#### What is being asked:
Take every line containing "default" out of the records.

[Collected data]

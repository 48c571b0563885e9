//! # 非谐频率日志解析器
//!
//! 日志按 4 行一块组织，每块对应一个振动模式：
//! ```text
//! Mode 12                          # +0
//! Fundamental:   1000.00           # +1
//! Overtone:      1950.00           # +2
//!                                  # +3
//! ```
//!
//! 由基频 ν₁ 和一级倍频 ν₂ 推出：
//! - ω_e = 3ν₁ − ν₂
//! - x_e = (2ν₁ − ν₂) / (2ω_e)
//!
//! 块的顺序与模式编号相反（最后一块是模式 1），见 `AnharmonicRecord::mode_number`。
//!
//! ## 依赖关系
//! - 被 `commands/excite.rs` 使用
//! - 使用 `models/frequency.rs`

use crate::models::{AnharmonicMode, AnharmonicRecord, ModeRejection, ParseDiagnostic};

const BLOCK_SIZE: usize = 4;
const FUNDAMENTAL_OFFSET: usize = 1;
const OVERTONE_OFFSET: usize = 2;

/// 提取非谐频率和非谐常数
pub fn extract_anharmonic_blocks(text: &str) -> AnharmonicRecord {
    let lines: Vec<&str> = text.lines().collect();
    let mut record = AnharmonicRecord::default();

    for start in (0..lines.len()).step_by(BLOCK_SIZE) {
        if start + OVERTONE_OFFSET >= lines.len() {
            break;
        }

        let fundamental_line = lines[start + FUNDAMENTAL_OFFSET].trim();
        let overtone_line = lines[start + OVERTONE_OFFSET].trim();

        let (fundamental, overtone) =
            match (colon_value(fundamental_line), colon_value(overtone_line)) {
                (Some(f), Some(o)) => (f, o),
                _ => {
                    log::debug!("skipping malformed anharmonic block at line {}", start);
                    record.diagnostics.push(ParseDiagnostic {
                        block: start / BLOCK_SIZE + 1,
                        line: start,
                        lines: lines[start..=start + OVERTONE_OFFSET]
                            .iter()
                            .map(|l| l.to_string())
                            .collect(),
                        reason: "expected 'label: value' on fundamental and overtone lines"
                            .to_string(),
                    });
                    record.modes.push(None);
                    continue;
                }
            };

        match anharmonic_mode(fundamental, overtone) {
            Ok(mode) => record.modes.push(Some(mode)),
            Err(rejection) => {
                if rejection == ModeRejection::DegenerateFrequency {
                    log::warn!(
                        "anharmonic block {} (line {}): 3 * {} - {} <= 0, mode skipped",
                        start / BLOCK_SIZE + 1,
                        start,
                        fundamental,
                        overtone
                    );
                }
                record.rejected.push((record.modes.len(), rejection));
                record.modes.push(None);
            }
        }
    }

    log::info!(
        "anharmonic log: {} blocks, {} usable, {} rejected, {} unreadable",
        record.len(),
        record.modes.iter().filter(|m| m.is_some()).count(),
        record.rejected.len(),
        record.diagnostics.len()
    );

    record
}

/// 由基频和倍频计算 ω_e 与 x_e
///
/// 输入为负或 ω_e ≤ 0（x_e 无定义）时返回拒绝原因。
pub fn anharmonic_mode(
    fundamental: f64,
    overtone: f64,
) -> std::result::Result<AnharmonicMode, ModeRejection> {
    if fundamental < 0.0 || overtone < 0.0 {
        return Err(ModeRejection::NegativeFrequency);
    }

    let frequency = 3.0 * fundamental - overtone;
    if frequency <= 0.0 {
        return Err(ModeRejection::DegenerateFrequency);
    }

    let anharmonicity = (2.0 * fundamental - overtone) / (2.0 * frequency);
    Ok(AnharmonicMode {
        frequency,
        anharmonicity,
    })
}

/// 取第一个冒号之后（到下一个冒号为止）的数值
fn colon_value(line: &str) -> Option<f64> {
    line.split(':').nth(1)?.trim().parse().ok()
}
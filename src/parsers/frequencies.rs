//! # 简谐频率日志解析器
//!
//! 从频率比较日志中提取每个简正模式在中性分子和阴离子中的频率。
//!
//! ## 日志格式说明
//! ```text
//! Neutral's normal mode 1 ...      # 模式标记行
//! ...
//! ...
//! Neutral:    123.4567             # 标记行 +3
//! Anion:      110.2000             # 标记行 +4
//! ```
//!
//! 单个模式读取失败时记录诊断信息并继续，不会中断整个解析。
//!
//! ## 依赖关系
//! - 被 `commands/excite.rs` 使用
//! - 使用 `models/frequency.rs`

use super::capture_f64;
use crate::models::{FrequencyRecord, ModeFrequencies, NegativeMode, ParseDiagnostic};

use regex::Regex;
use std::sync::OnceLock;

/// 模式标记行必须同时包含的两个关键字
const MARKER_STATE: &str = "Neutral's";
const MARKER_MODE: &str = "normal mode";

/// 频率行相对标记行的偏移
const NEUTRAL_LINE_OFFSET: usize = 3;
const ANION_LINE_OFFSET: usize = 4;

fn neutral_re() -> &'static Regex {
    static RE: OnceLock<Regex> = OnceLock::new();
    RE.get_or_init(|| Regex::new(r"Neutral:\s+([\d.-]+)").expect("valid neutral regex"))
}

fn anion_re() -> &'static Regex {
    static RE: OnceLock<Regex> = OnceLock::new();
    RE.get_or_init(|| Regex::new(r"Anion:\s+([\d.-]+)").expect("valid anion regex"))
}

/// 提取简谐频率
pub fn extract_harmonic_frequencies(text: &str) -> FrequencyRecord {
    let lines: Vec<&str> = text.lines().collect();
    let mut record = FrequencyRecord::default();

    for (i, line) in lines.iter().enumerate() {
        if !(line.contains(MARKER_STATE) && line.contains(MARKER_MODE)) {
            continue;
        }

        let mode = record.modes.len() + 1;
        let neutral_line = lines.get(i + NEUTRAL_LINE_OFFSET).map(|l| l.trim());
        let anion_line = lines.get(i + ANION_LINE_OFFSET).map(|l| l.trim());

        let neutral = neutral_line.and_then(|l| capture_f64(neutral_re(), l));
        let anion = anion_line.and_then(|l| capture_f64(anion_re(), l));

        match (neutral, anion) {
            (Some(neutral), Some(anion)) if neutral < 0.0 || anion < 0.0 => {
                log::debug!("mode {}: negative frequency ({}, {})", mode, neutral, anion);
                record.negative.push(NegativeMode {
                    mode,
                    neutral,
                    anion,
                });
                record.modes.push(None);
            }
            (Some(neutral), Some(anion)) => {
                record.modes.push(Some(ModeFrequencies { neutral, anion }));
            }
            _ => {
                let reason = match (neutral_line, anion_line) {
                    (None, _) | (_, None) => "frequency lines missing after marker",
                    _ => "could not read neutral/anion frequency",
                };
                record.diagnostics.push(ParseDiagnostic {
                    block: mode,
                    line: i,
                    lines: vec![
                        neutral_line.unwrap_or("<missing>").to_string(),
                        anion_line.unwrap_or("<missing>").to_string(),
                    ],
                    reason: reason.to_string(),
                });
                record.modes.push(None);
            }
        }
    }

    log::info!(
        "harmonic log: {} modes, {} negative, {} unreadable",
        record.len(),
        record.negative.len(),
        record.diagnostics.len()
    );

    record
}

#[cfg(test)]
mod tests {
    use super::*;

    const LOG: &str = r#"Frequency comparison
 Neutral's normal mode 1 vs Anion
 ------------------------------
 Frequencies (cm^-1)
 Neutral:    1000.00
 Anion:      1200.00
 Neutral's normal mode 2 vs Anion
 ------------------------------
 Frequencies (cm^-1)
 Neutral:    -35.10
 Anion:      80.50
 Neutral's normal mode 3 vs Anion
 ------------------------------
 Frequencies (cm^-1)
 Neutral:    1650.25
 Anion:      1598.75
"#;

    #[test]
    fn test_extract_harmonic_frequencies() {
        let record = extract_harmonic_frequencies(LOG);

        assert_eq!(record.len(), 3);
        assert_eq!(
            record.modes[0],
            Some(ModeFrequencies {
                neutral: 1000.0,
                anion: 1200.0
            })
        );
        assert_eq!(record.modes[1], None);
        assert_eq!(
            record.modes[2],
            Some(ModeFrequencies {
                neutral: 1650.25,
                anion: 1598.75
            })
        );
        assert!(record.diagnostics.is_empty());
    }

    #[test]
    fn test_negative_frequency_recorded() {
        let record = extract_harmonic_frequencies(LOG);

        assert_eq!(record.negative.len(), 1);
        let neg = &record.negative[0];
        assert_eq!(neg.mode, 2);
        assert!((neg.neutral - (-35.1)).abs() < 1e-12);
        assert!((neg.anion - 80.5).abs() < 1e-12);
    }

    #[test]
    fn test_malformed_mode_keeps_index() {
        let log = r#" Neutral's normal mode 1
 x
 x
 Neutral:    abc
 Anion:      100.0
 Neutral's normal mode 2
 x
 x
 Neutral:    500.0
 Anion:      450.0
"#;
        let record = extract_harmonic_frequencies(log);

        assert_eq!(record.len(), 2);
        assert_eq!(record.modes[0], None);
        assert!(record.modes[1].is_some());
        assert!(record.negative.is_empty());

        assert_eq!(record.diagnostics.len(), 1);
        let diag = &record.diagnostics[0];
        assert_eq!(diag.block, 1);
        assert_eq!(diag.line, 0);
        assert_eq!(diag.lines[0], "Neutral:    abc");
    }

    #[test]
    fn test_truncated_block_at_eof() {
        let log = " Neutral's normal mode 1\n x\n x\n Neutral:    500.0\n";
        let record = extract_harmonic_frequencies(log);

        assert_eq!(record.modes, vec![None]);
        assert_eq!(record.diagnostics.len(), 1);
        assert_eq!(record.diagnostics[0].lines[1], "<missing>");
    }

    #[test]
    fn test_no_markers() {
        let record = extract_harmonic_frequencies("nothing to see\nhere\n");
        assert!(record.is_empty());
    }
}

#### Reply to the task:
    let mut record = AnharmonicRecord::default();
    let mut record = FrequencyRecord::default();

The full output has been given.